I add the shoes to my cart and try not to think about West’s reaction to seeing me in them. I think she’s right.
“What time is your flight tomorrow?” Tessa asks.
“Two PM. I’ll be in San Francisco by four.”
“And West’s picking you up?”
“Yeah.”
“Are you nervous?” she asks.
I take a moment to think, imagining what it’s going to be like seeing him in person. “What if I’ve built this up in my head? What if seeing him again is weird and awkward and we realize that we don’t want to do long distance? What happens if he asks me to move with him and I say no?”
She glares at me, the realization dawning on her. “You would say no?”
I exhale, feeling like my chest is splitting into two.
She changes the tone in her voice, readjusting the way she’s sitting. “Liv, I’ve seen the way you two look at each other. I’ve literally felt the tension between you two. I’ve seen the way you make each other laugh. And Disneyland was my way of pushing you two together. You’re so good together. I don’t think staying in LA for your parents is a good enough excuse. What about you? What about what you want? Your happiness? Your life?”
I close the laptop and lean back against the couch cushions, thinking about whether or not Tessa is right. It’s her brother, for crying out loud, but she’s also my best friend.
“Are you looking out for your brother, or are you––”

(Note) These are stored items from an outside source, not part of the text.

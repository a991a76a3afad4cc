//! The five data pumps of an active session.
//!
//! Each pump moves data from one queue/stream to the next until its source
//! is exhausted or the supervisor cancels it. Pumps never talk to each
//! other directly; every hand-off goes through a channel.

use std::sync::Arc;

use axum::extract::ws::{Message, WebSocket};
use bytes::Bytes;
use futures::stream::{SplitSink, SplitStream};
use futures_util::{SinkExt, StreamExt};
use serde_json::json;
use tokio::sync::mpsc;
use tracing::{debug, info, warn};

use super::messages::{ClientFrame, ServerFrame};
use crate::core::live::base::{LiveResult, UpstreamHandle};
use crate::core::live::event::{ControlMessage, LiveEvent, ServerMessage, normalize};

/// Client ingress: demultiplex frames into the audio and control channels.
///
/// Binary frames become audio chunks; text frames parse into control
/// messages. Anything else is logged and dropped — malformed client input
/// is never an error. Exits on disconnect or transport error.
pub(crate) async fn ingress_pump(
    mut receiver: SplitStream<WebSocket>,
    audio_tx: mpsc::Sender<Bytes>,
    control_tx: mpsc::Sender<ControlMessage>,
) {
    loop {
        match receiver.next().await {
            Some(Ok(Message::Binary(data))) => {
                if audio_tx.send(data).await.is_err() {
                    break;
                }
            }
            Some(Ok(Message::Text(text))) => match serde_json::from_str::<ClientFrame>(&text) {
                Ok(frame) => match frame.into_control() {
                    Some(control) => {
                        if control_tx.send(control).await.is_err() {
                            break;
                        }
                    }
                    None => debug!("Unhandled client JSON message"),
                },
                Err(_) => debug!("Dropping non-JSON text frame"),
            },
            Some(Ok(Message::Ping(_) | Message::Pong(_))) => {}
            Some(Ok(Message::Close(_))) => {
                info!("Client closed the connection");
                break;
            }
            Some(Err(e)) => {
                info!("Client transport error: {}", e);
                break;
            }
            None => break,
        }
    }
}

/// Audio forward: drain the audio channel into the upstream session.
pub(crate) async fn forward_audio_pump(
    mut audio_rx: mpsc::Receiver<Bytes>,
    handle: Arc<dyn UpstreamHandle>,
    sample_rate: u32,
) {
    while let Some(chunk) = audio_rx.recv().await {
        if let Err(e) = handle.send_audio(chunk, sample_rate).await {
            warn!("Failed to forward audio upstream: {}", e);
            break;
        }
    }
}

/// Control forward: drain the control channel into the upstream session.
///
/// A tool result without a payload is forwarded with a generic success
/// marker.
pub(crate) async fn forward_control_pump(
    mut control_rx: mpsc::Receiver<ControlMessage>,
    handle: Arc<dyn UpstreamHandle>,
) {
    while let Some(message) = control_rx.recv().await {
        let sent = match message {
            ControlMessage::ContentTurn {
                text,
                turn_complete,
            } => handle.send_content(&text, turn_complete).await,
            ControlMessage::ToolResponse(mut results) => {
                for result in &mut results {
                    if result.response.is_none() {
                        result.response = Some(json!({"result": "ok"}));
                    }
                }
                handle.send_tool_results(results).await
            }
        };
        if let Err(e) = sent {
            warn!("Failed to forward control message upstream: {}", e);
            break;
        }
    }
}

/// Upstream receive: normalize the upstream event stream.
///
/// Emits `SetupComplete` first (the connector completed the handshake
/// before this pump starts), then one normalized event per recognized
/// substructure. Emits exactly one terminal event — `Ended` on clean
/// exhaustion, `Error` on a stream failure — and stops. No reconnection.
pub(crate) async fn receive_pump(
    mut upstream_events: mpsc::Receiver<LiveResult<ServerMessage>>,
    event_tx: mpsc::Sender<LiveEvent>,
) {
    if event_tx.send(LiveEvent::SetupComplete).await.is_err() {
        return;
    }

    loop {
        match upstream_events.recv().await {
            Some(Ok(message)) => {
                for event in normalize(&message) {
                    if event_tx.send(event).await.is_err() {
                        return;
                    }
                }
            }
            Some(Err(e)) => {
                warn!("Upstream stream error: {}", e);
                let _ = event_tx.send(LiveEvent::Error(e.to_string())).await;
                return;
            }
            None => {
                debug!("Upstream stream exhausted");
                let _ = event_tx.send(LiveEvent::Ended).await;
                return;
            }
        }
    }
}

/// Client egress: serialize normalized events onto the transport.
///
/// Audio goes out as binary, everything else as its JSON mirror. An
/// `Error` event is forwarded and the pump keeps running — deciding to
/// close is the supervisor's job. Exits on `Ended`, channel close, or a
/// write failure, returning the sink so the supervisor can close it
/// gracefully.
pub(crate) async fn egress_pump(
    mut event_rx: mpsc::Receiver<LiveEvent>,
    mut sender: SplitSink<WebSocket, Message>,
) -> SplitSink<WebSocket, Message> {
    while let Some(event) = event_rx.recv().await {
        let frame = match &event {
            LiveEvent::Ended => break,
            LiveEvent::Audio(data) => Message::Binary(data.clone()),
            other => match ServerFrame::from_event(other).map(|f| serde_json::to_string(&f)) {
                Some(Ok(text)) => Message::Text(text.into()),
                Some(Err(e)) => {
                    warn!("Failed to serialize outgoing frame: {}", e);
                    continue;
                }
                None => continue,
            },
        };

        if let Err(e) = sender.send(frame).await {
            info!("Client write failed, stopping egress: {}", e);
            break;
        }
    }
    sender
}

“No,” she stops me. “I am telling you what you need to hear, Liv. I’ve watched what your mother’s cancer has done to you.” Her eyebrows raise. “Not just mentally and emotionally, but also financially and physically. You dropped weight you didn’t even have.”

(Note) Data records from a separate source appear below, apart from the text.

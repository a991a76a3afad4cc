//! Shared application state.

use std::sync::Arc;

use crate::auth::{FirebaseVerifier, IdentityVerifier};
use crate::config::ServerConfig;
use crate::core::live::base::UpstreamConnector;
use crate::core::live::gemini::GeminiConnector;

/// Application state shared across handlers.
///
/// Collaborators live behind trait objects so tests can substitute stubs
/// for the Firebase verifier and the Gemini connector.
pub struct AppState {
    pub config: ServerConfig,
    pub verifier: Arc<dyn IdentityVerifier>,
    pub connector: Arc<dyn UpstreamConnector>,
}

impl AppState {
    /// Build the production state from configuration.
    pub fn new(config: ServerConfig) -> Arc<Self> {
        let verifier: Arc<dyn IdentityVerifier> = Arc::new(FirebaseVerifier::new(
            config.firebase_project_id.clone().unwrap_or_default(),
        ));
        let connector: Arc<dyn UpstreamConnector> = Arc::new(GeminiConnector::new(
            config.gemini_api_key.clone().unwrap_or_default(),
            config.live_model.clone(),
        ));
        Arc::new(Self {
            config,
            verifier,
            connector,
        })
    }

    /// Build state with explicit collaborators (used by tests).
    pub fn with_collaborators(
        config: ServerConfig,
        verifier: Arc<dyn IdentityVerifier>,
        connector: Arc<dyn UpstreamConnector>,
    ) -> Arc<Self> {
        Arc::new(Self {
            config,
            verifier,
            connector,
        })
    }
}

I feel a bubbly of thick emotion in my chest, and I feel myself exhale a shaky breath. “You…” I start to cry. “You don’t know what it’s like Tessa…” My tears fall, so I wipe them away. “If my mom dies, and I didn’t everything and anything I could while she was here and alive, it would eat at me.” I start to sob, imagining my mother passing away. I feel like I’ve been given a second chance since she survived cancer treatment, but even that was so difficult. “And just moving to Seattle for some guy is––”
Tessa tenses. “Liv, West is notsome guy. This isn’t a guy you met on a dating app or on the side of the road. He hasn’t even asked you to move with him because I get the feeling that he’s not going to put you in that position, and I know all the hardship you went through with your mom. And you are still dealing with the aftermath. I have held your hand through it, and I’m not saying I fully understand because I cannot imagine it, Liv, but we’re talking about West here. West Carmack. My brother whoyou have been obsessed with ever since I can remember, and if your mom didn’t have cancer, you would move in with him in a heartbeat. He’s been your dream guy forever! And God, I am so glad we’re having this conversation right now because I’m your best friend, Liv. I want what’s best for you. You need to really hear me because I’ve walked on eggshells around, scared that it would push you away. But pushing aside your life because you think your time with your mom is limited is just… it’s diminishing you. You’ve lost your light, and then…” She starts tearing up. “And then you visit my brother and when you return, I see the light in your eyes again.” She reaches for my hand and squeezes. “I love you so much, and I want so badly for you to be happy. I want to raise our kids together like we always planned. You put your life on pause for a very long time but promise me that you won’t continue to do that anymore.” She releases my hand to wipe her eyes. “Promise me that you decide to live again.”
I consider everything she’s saying, and as I watch her cry, I wipe my own tears. For a moment, I put myself in her shoes. Her best friend losing her light. Her best friend not chasing her dreams. Her best friend not being the best version of herself, and I hate to admit it, hate to admit that my mom’s unasked for cancer, really has dimmed my light.
“I’m sorry,” I whisper. “If I’ve brought you down with me.”
She shakes her head. “I love you so much like a sister. What you go through, I do too, okay?”
I nod because she’s nodding. She grabs my hand again.
“You have no idea how badly I’ve prayed for your mom, and look, prayers have been answered. It’s been some time. Just think about what I said.” She inhales, trying to gain her composure. “We got really deep there.” She laughs, blinking rapidly to release more tears. “Whew! Okay.” She exhales again.
I play with my new set of nails, trying to think of another world where me and West are together without any heavy sacrifices.
“You’re going to be okay,” she whispers. “No matter what you choose, Liv. I always support you. If you do or if you don’t.” She’s nodding and so I reach over and pull her into a hug.
“Thank you.”
35
I wake up Friday morning with nervous energy I can’t explain.
It’s just a wedding. I’ve been to dozens of weddings. I know how this works. I show up, look presentable, make small talk, dance to songs I don’t know, eat rubber chicken, and go home.
Simple.
I hit the gym at six AM, pushing myself harder than necessary through a workout that’s supposed to burn off whatever this restless feeling is. It doesn’t work. If anything, I’m more wired when I leave than when I arrived.
Haircut at noon. The barber asks if I’m going somewhere special, and I tell him it’s my cousin’s wedding.
On the drive home, I text Liv:Want me to book your flight? I can pick you up in SF.